**Exercise directions:** Locate the line bearing "pub const CENT: Money" in the material below, then reproduce it and each following line up to and including the line bearing "with exact parsing".

____________________

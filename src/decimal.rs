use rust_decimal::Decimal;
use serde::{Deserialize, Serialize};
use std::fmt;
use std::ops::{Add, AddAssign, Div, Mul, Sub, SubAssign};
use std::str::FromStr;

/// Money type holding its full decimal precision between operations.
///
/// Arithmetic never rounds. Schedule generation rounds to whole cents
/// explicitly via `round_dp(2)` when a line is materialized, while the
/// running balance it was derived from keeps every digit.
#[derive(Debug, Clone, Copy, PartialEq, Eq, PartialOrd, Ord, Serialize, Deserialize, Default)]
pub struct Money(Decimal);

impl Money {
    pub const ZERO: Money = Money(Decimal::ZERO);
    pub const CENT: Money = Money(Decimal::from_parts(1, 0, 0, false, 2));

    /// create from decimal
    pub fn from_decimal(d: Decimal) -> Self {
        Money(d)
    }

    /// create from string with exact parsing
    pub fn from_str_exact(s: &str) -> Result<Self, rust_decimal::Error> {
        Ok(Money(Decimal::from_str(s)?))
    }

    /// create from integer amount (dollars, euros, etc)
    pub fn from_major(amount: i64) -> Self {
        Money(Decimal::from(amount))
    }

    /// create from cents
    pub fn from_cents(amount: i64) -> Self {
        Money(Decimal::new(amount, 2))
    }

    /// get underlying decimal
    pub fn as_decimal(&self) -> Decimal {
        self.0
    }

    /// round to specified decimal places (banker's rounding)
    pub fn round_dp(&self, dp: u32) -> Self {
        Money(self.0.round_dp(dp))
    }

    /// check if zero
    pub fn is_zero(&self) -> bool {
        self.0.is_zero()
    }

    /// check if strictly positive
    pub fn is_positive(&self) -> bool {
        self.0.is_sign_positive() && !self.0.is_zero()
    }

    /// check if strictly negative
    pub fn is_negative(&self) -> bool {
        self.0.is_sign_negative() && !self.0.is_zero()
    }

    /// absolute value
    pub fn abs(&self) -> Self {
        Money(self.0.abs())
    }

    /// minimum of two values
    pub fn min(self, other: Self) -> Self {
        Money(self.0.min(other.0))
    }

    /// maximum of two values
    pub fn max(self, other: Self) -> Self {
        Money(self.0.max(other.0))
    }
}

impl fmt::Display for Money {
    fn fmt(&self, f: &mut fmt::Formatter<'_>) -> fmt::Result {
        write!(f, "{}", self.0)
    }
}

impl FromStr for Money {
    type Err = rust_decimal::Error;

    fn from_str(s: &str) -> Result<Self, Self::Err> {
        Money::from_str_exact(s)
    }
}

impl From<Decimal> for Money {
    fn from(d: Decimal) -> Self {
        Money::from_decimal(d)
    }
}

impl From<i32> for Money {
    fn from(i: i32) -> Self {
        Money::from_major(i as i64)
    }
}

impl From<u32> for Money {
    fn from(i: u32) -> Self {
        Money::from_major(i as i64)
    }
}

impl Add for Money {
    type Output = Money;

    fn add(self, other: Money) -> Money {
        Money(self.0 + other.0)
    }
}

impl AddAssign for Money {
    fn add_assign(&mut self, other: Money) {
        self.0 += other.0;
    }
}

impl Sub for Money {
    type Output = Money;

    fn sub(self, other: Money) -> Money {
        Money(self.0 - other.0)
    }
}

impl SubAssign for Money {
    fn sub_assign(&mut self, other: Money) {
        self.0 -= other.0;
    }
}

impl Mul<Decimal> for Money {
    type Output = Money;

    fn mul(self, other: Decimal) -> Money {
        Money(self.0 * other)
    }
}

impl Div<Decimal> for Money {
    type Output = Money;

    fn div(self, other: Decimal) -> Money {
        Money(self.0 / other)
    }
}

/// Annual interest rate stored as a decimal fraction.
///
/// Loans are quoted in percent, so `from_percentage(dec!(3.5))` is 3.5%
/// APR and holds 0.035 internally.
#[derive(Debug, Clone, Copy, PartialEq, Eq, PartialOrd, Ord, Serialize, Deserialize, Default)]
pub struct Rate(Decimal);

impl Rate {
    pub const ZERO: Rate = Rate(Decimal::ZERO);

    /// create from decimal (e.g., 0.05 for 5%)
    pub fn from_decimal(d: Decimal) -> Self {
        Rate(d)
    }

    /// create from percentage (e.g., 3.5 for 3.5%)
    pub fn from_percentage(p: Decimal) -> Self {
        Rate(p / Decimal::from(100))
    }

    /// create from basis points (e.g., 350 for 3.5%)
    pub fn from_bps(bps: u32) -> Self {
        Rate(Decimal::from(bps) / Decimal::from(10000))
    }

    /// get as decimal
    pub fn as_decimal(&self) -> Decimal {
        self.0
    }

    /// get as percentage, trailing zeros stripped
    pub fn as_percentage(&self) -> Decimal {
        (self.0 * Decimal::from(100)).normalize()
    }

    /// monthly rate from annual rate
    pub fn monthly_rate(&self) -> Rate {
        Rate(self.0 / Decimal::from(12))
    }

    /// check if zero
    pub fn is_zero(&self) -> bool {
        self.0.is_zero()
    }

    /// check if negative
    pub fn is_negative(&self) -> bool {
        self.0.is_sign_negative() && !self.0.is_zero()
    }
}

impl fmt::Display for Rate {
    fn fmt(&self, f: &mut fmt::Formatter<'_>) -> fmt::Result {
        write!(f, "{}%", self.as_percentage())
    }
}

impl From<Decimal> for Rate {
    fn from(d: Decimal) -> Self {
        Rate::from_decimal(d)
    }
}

____________________

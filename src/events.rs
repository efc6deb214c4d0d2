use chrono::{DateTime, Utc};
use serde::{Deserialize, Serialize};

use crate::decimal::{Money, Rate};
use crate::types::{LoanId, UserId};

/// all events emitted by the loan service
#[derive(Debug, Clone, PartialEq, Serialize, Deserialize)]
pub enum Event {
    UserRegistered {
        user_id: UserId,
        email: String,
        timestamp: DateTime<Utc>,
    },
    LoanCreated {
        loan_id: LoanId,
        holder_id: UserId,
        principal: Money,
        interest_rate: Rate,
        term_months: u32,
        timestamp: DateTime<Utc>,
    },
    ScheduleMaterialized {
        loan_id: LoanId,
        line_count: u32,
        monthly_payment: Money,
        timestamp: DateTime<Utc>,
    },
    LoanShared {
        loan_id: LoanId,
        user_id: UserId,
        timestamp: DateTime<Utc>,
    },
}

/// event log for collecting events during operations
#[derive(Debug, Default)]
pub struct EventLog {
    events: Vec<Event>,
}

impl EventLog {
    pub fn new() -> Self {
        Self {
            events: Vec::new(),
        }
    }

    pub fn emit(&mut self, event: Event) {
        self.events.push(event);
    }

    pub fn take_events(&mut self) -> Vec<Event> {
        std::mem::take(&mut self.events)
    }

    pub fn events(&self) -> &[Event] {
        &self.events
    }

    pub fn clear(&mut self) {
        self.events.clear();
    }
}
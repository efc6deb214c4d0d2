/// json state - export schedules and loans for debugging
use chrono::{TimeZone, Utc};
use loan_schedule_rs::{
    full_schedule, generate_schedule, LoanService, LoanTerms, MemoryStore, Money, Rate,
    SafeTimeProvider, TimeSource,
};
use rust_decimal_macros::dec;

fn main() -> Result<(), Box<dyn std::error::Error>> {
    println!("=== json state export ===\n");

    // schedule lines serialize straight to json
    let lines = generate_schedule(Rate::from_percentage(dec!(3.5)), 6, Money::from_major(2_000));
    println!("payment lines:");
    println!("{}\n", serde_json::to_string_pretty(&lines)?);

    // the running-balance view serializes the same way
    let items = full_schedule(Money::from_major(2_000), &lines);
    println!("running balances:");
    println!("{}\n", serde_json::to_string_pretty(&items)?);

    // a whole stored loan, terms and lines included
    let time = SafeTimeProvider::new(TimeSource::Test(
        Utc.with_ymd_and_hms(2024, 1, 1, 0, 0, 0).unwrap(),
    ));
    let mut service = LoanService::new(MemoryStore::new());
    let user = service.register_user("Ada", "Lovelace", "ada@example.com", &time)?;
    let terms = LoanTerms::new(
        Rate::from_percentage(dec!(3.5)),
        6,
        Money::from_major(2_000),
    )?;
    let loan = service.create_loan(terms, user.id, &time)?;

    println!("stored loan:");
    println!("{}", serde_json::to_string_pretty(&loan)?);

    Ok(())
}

____________________

**Exercise response:**
    pub const CENT: Money = Money(Decimal::from_parts(1, 0, 0, false, 2));

    /// create from decimal
    pub fn from_decimal(d: Decimal) -> Self {
        Money(d)
    }

    /// create from string with exact parsing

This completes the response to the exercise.